I opened up Cursor and was a little taken aback. It looks pretty much exactly like Visual Studio Code. After doing some digging, I determined that Cursor is actually just a fork of the VS Code project, so all of the VSCode native functionality works pretty much as you’d expect. The main addition Cursor provides is the handy “chat” window in the right-side panel, where you interface with large language models such as Claude-3.7 Sonnet. Cursor uses your codebase as context that the LLM ingests when responding to your prompts, and the model proposes large-scale code changes in real-time, which you can choose to either accept or reject.

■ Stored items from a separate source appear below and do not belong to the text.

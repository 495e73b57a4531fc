//! One-way progress flags.
//!
//! The fields stay public so stored profiles map one-to-one onto JSON, but
//! game code only changes them through `unlock`, which never clears a flag.

/// Milestones tied to cumulative score or tier exposure.
#[derive(Clone, Copy, Debug, PartialEq, Eq, Hash, strum::Display, strum::AsRefStr)]
#[strum(serialize_all = "snake_case")]
pub enum Milestone {
    Over10Score,
    Over20Score,
    Over50Score,
    FirstEasyPlayed,
    FirstMediumPlayed,
    FirstHardPlayed,
}

impl Milestone {
    pub const ALL: [Milestone; 6] = [
        Milestone::Over10Score,
        Milestone::Over20Score,
        Milestone::Over50Score,
        Milestone::FirstEasyPlayed,
        Milestone::FirstMediumPlayed,
        Milestone::FirstHardPlayed,
    ];

    /// Player-facing description.
    pub const fn title(self) -> &'static str {
        match self {
            Milestone::Over10Score => "Scored over 10 points",
            Milestone::Over20Score => "Scored over 20 points",
            Milestone::Over50Score => "Scored over 50 points",
            Milestone::FirstEasyPlayed => "Played a game on Easy",
            Milestone::FirstMediumPlayed => "Played a game on Medium",
            Milestone::FirstHardPlayed => "Played a game on Hard",
        }
    }
}

#[derive(Clone, Copy, Debug, Default, PartialEq, Eq)]
#[cfg_attr(feature = "serde", derive(serde::Serialize, serde::Deserialize))]
#[cfg_attr(feature = "serde", serde(rename_all = "camelCase", default))]
pub struct Milestones {
    pub over10_score: bool,
    pub over20_score: bool,
    pub over50_score: bool,
    pub first_easy_played: bool,
    pub first_medium_played: bool,
    pub first_hard_played: bool,
}

impl Milestones {
    pub fn is_unlocked(&self, milestone: Milestone) -> bool {
        match milestone {
            Milestone::Over10Score => self.over10_score,
            Milestone::Over20Score => self.over20_score,
            Milestone::Over50Score => self.over50_score,
            Milestone::FirstEasyPlayed => self.first_easy_played,
            Milestone::FirstMediumPlayed => self.first_medium_played,
            Milestone::FirstHardPlayed => self.first_hard_played,
        }
    }

    /// Sets the flag. Returns `true` if it was previously unset.
    pub fn unlock(&mut self, milestone: Milestone) -> bool {
        let flag = match milestone {
            Milestone::Over10Score => &mut self.over10_score,
            Milestone::Over20Score => &mut self.over20_score,
            Milestone::Over50Score => &mut self.over50_score,
            Milestone::FirstEasyPlayed => &mut self.first_easy_played,
            Milestone::FirstMediumPlayed => &mut self.first_medium_played,
            Milestone::FirstHardPlayed => &mut self.first_hard_played,
        };
        !core::mem::replace(flag, true)
    }

    pub fn iter(&self) -> impl Iterator<Item = (Milestone, bool)> + '_ {
        Milestone::ALL.into_iter().map(|m| (m, self.is_unlocked(m)))
    }

    pub fn count(&self) -> usize {
        self.iter().filter(|(_, unlocked)| *unlocked).count()
    }
}

/// Achievements tied to specific gameplay conditions.
///
/// The unlock conditions live in [`crate::progression`].
#[derive(Clone, Copy, Debug, PartialEq, Eq, Hash, strum::Display, strum::AsRefStr)]
#[strum(serialize_all = "snake_case")]
pub enum Achievement {
    ExplorersFirstStep,
    StrategicThinker,
    PersistentPlayer,
    CuriousMind,
    PrecisionTraining,
    QuickLearner,
}

impl Achievement {
    pub const ALL: [Achievement; 6] = [
        Achievement::ExplorersFirstStep,
        Achievement::StrategicThinker,
        Achievement::PersistentPlayer,
        Achievement::CuriousMind,
        Achievement::PrecisionTraining,
        Achievement::QuickLearner,
    ];

    pub const fn title(self) -> &'static str {
        match self {
            Achievement::ExplorersFirstStep => "Explorer's First Step",
            Achievement::StrategicThinker => "Strategic Thinker",
            Achievement::PersistentPlayer => "Persistent Player",
            Achievement::CuriousMind => "Curious Mind",
            Achievement::PrecisionTraining => "Precision Training",
            Achievement::QuickLearner => "Quick Learner",
        }
    }
}

#[derive(Clone, Copy, Debug, Default, PartialEq, Eq)]
#[cfg_attr(feature = "serde", derive(serde::Serialize, serde::Deserialize))]
#[cfg_attr(feature = "serde", serde(rename_all = "camelCase", default))]
pub struct Achievements {
    pub explorers_first_step: bool,
    pub strategic_thinker: bool,
    pub persistent_player: bool,
    pub curious_mind: bool,
    pub precision_training: bool,
    pub quick_learner: bool,
}

impl Achievements {
    pub fn is_unlocked(&self, achievement: Achievement) -> bool {
        match achievement {
            Achievement::ExplorersFirstStep => self.explorers_first_step,
            Achievement::StrategicThinker => self.strategic_thinker,
            Achievement::PersistentPlayer => self.persistent_player,
            Achievement::CuriousMind => self.curious_mind,
            Achievement::PrecisionTraining => self.precision_training,
            Achievement::QuickLearner => self.quick_learner,
        }
    }

    /// Sets the flag. Returns `true` if it was previously unset.
    pub fn unlock(&mut self, achievement: Achievement) -> bool {
        let flag = match achievement {
            Achievement::ExplorersFirstStep => &mut self.explorers_first_step,
            Achievement::StrategicThinker => &mut self.strategic_thinker,
            Achievement::PersistentPlayer => &mut self.persistent_player,
            Achievement::CuriousMind => &mut self.curious_mind,
            Achievement::PrecisionTraining => &mut self.precision_training,
            Achievement::QuickLearner => &mut self.quick_learner,
        };
        !core::mem::replace(flag, true)
    }

    pub fn iter(&self) -> impl Iterator<Item = (Achievement, bool)> + '_ {
        Achievement::ALL
            .into_iter()
            .map(|a| (a, self.is_unlocked(a)))
    }

    pub fn count(&self) -> usize {
        self.iter().filter(|(_, unlocked)| *unlocked).count()
    }
}
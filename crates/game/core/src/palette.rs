//! Color universe and per-tier difficulty configuration.
//!
//! A [`Difficulty`] fixes three things: the palette the hidden sequence is
//! drawn from, how many slots the sequence has, and the score multiplier for
//! each correct slot. All lookups are pure and infallible.

use core::str::FromStr;

use crate::round::RoundError;

/// A block color.
///
/// Colors compare by identity; two colors are equal only if they are the same
/// variant.
#[derive(
    Clone,
    Copy,
    Debug,
    PartialEq,
    Eq,
    Hash,
    PartialOrd,
    Ord,
    strum::Display,
    strum::EnumString,
    strum::AsRefStr,
)]
#[cfg_attr(feature = "serde", derive(serde::Serialize, serde::Deserialize))]
#[cfg_attr(feature = "serde", serde(rename_all = "lowercase"))]
#[strum(serialize_all = "lowercase", ascii_case_insensitive)]
pub enum Color {
    Red,
    Orange,
    Yellow,
    Green,
    Cyan,
    Blue,
    Purple,
}

impl Color {
    /// Every color known to the game.
    pub const ALL: [Color; 7] = [
        Color::Red,
        Color::Orange,
        Color::Yellow,
        Color::Green,
        Color::Cyan,
        Color::Blue,
        Color::Purple,
    ];

    /// Parses a color name (case-insensitive).
    pub fn parse(name: &str) -> Result<Self, RoundError> {
        Self::from_str(name.trim()).map_err(|_| RoundError::UnknownColor {
            name: name.to_owned(),
        })
    }
}

/// Difficulty tier selected before a round starts.
#[derive(
    Clone,
    Copy,
    Debug,
    Default,
    PartialEq,
    Eq,
    Hash,
    PartialOrd,
    Ord,
    strum::Display,
    strum::EnumString,
    strum::AsRefStr,
)]
#[cfg_attr(feature = "serde", derive(serde::Serialize, serde::Deserialize))]
#[cfg_attr(feature = "serde", serde(rename_all = "lowercase"))]
#[strum(serialize_all = "lowercase", ascii_case_insensitive)]
pub enum Difficulty {
    Easy,
    #[default]
    Medium,
    Hard,
}

const EASY_PALETTE: [Color; 2] = [Color::Cyan, Color::Blue];
const MEDIUM_PALETTE: [Color; 3] = [Color::Red, Color::Orange, Color::Yellow];
const HARD_PALETTE: [Color; 4] = [Color::Red, Color::Green, Color::Blue, Color::Purple];

impl Difficulty {
    /// All tiers, easiest first.
    pub const ALL: [Difficulty; 3] = [Difficulty::Easy, Difficulty::Medium, Difficulty::Hard];

    /// Parses a tier name (case-insensitive), rejecting anything else.
    pub fn parse(name: &str) -> Result<Self, RoundError> {
        Self::from_str(name.trim()).map_err(|_| RoundError::UnknownDifficulty {
            name: name.to_owned(),
        })
    }

    /// Colors a hidden sequence of this tier may contain. No duplicates.
    pub const fn palette(self) -> &'static [Color] {
        match self {
            Difficulty::Easy => &EASY_PALETTE,
            Difficulty::Medium => &MEDIUM_PALETTE,
            Difficulty::Hard => &HARD_PALETTE,
        }
    }

    /// Number of hidden slots in a round of this tier.
    pub const fn slot_count(self) -> usize {
        match self {
            Difficulty::Easy => 2,
            Difficulty::Medium => 3,
            Difficulty::Hard => 4,
        }
    }

    /// Points awarded per correctly placed color.
    pub const fn score_multiplier(self) -> u32 {
        match self {
            Difficulty::Easy => 1,
            Difficulty::Medium => 2,
            Difficulty::Hard => 3,
        }
    }

    /// Whether `color` belongs to this tier's palette.
    pub fn allows(self, color: Color) -> bool {
        self.palette().contains(&color)
    }
}

#[cfg(test)]
mod tests {
    use super::*;
    use crate::config::GameConfig;

    #[test]
    fn palettes_are_distinct_and_cover_slots() {
        for tier in Difficulty::ALL {
            let palette = tier.palette();
            assert!(palette.len() >= tier.slot_count());
            assert!(tier.slot_count() <= GameConfig::MAX_SLOTS);
            for (i, a) in palette.iter().enumerate() {
                assert!(!palette[i + 1..].contains(a), "{tier} repeats {a}");
            }
        }
    }

    #[test]
    fn tier_table() {
        assert_eq!(Difficulty::Easy.palette().len(), 2);
        assert_eq!(Difficulty::Medium.palette().len(), 3);
        assert_eq!(Difficulty::Hard.palette().len(), 4);
        assert_eq!(Difficulty::Easy.slot_count(), 2);
        assert_eq!(Difficulty::Medium.slot_count(), 3);
        assert_eq!(Difficulty::Hard.slot_count(), 4);
        assert_eq!(Difficulty::Easy.score_multiplier(), 1);
        assert_eq!(Difficulty::Medium.score_multiplier(), 2);
        assert_eq!(Difficulty::Hard.score_multiplier(), 3);
    }

    #[test]
    fn parses_names_case_insensitively() {
        assert_eq!(Difficulty::parse("HARD").unwrap(), Difficulty::Hard);
        assert_eq!(Difficulty::parse(" easy ").unwrap(), Difficulty::Easy);
        assert_eq!(Color::parse("Cyan").unwrap(), Color::Cyan);
        assert_eq!(Difficulty::Medium.to_string(), "medium");
    }

    #[test]
    fn rejects_unknown_names() {
        assert!(matches!(
            Difficulty::parse("expert"),
            Err(RoundError::UnknownDifficulty { .. })
        ));
        assert!(matches!(
            Color::parse("magenta"),
            Err(RoundError::UnknownColor { .. })
        ));
    }

    #[test]
    fn default_tier_is_medium() {
        assert_eq!(Difficulty::default(), Difficulty::Medium);
    }
}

My first prompt was simple enough: “help me build a flow matching model in pytorch.” Within a few seconds, Claude had spun up a small codebase completely from scratch. It was nice enough to separate the flow matching model into a flow_matching.py file and the training loop into a train.py file. It also added a nice markdown Readme file and even created a requirements.txt file with package dependencies, which can be used to initialize a Python virtual environment. Given that I provided zero details on the use case of the model, Claude defaulted to a basic “tutorial” example in which the model is trained to generate synthetic data from a spiral-like distribution in two dimensions. It also included Matplotlib code to visualize the data generation and flow matching process, which was a nice touch and actually proved crucial to assessing how the model was performing. In the chat window, Claude was even nice enough to provide instructions on how to set up a Python environment and run the script to train the model; it even provided recommendations on how I might go about modifying the model to suit my needs. There was just one problem…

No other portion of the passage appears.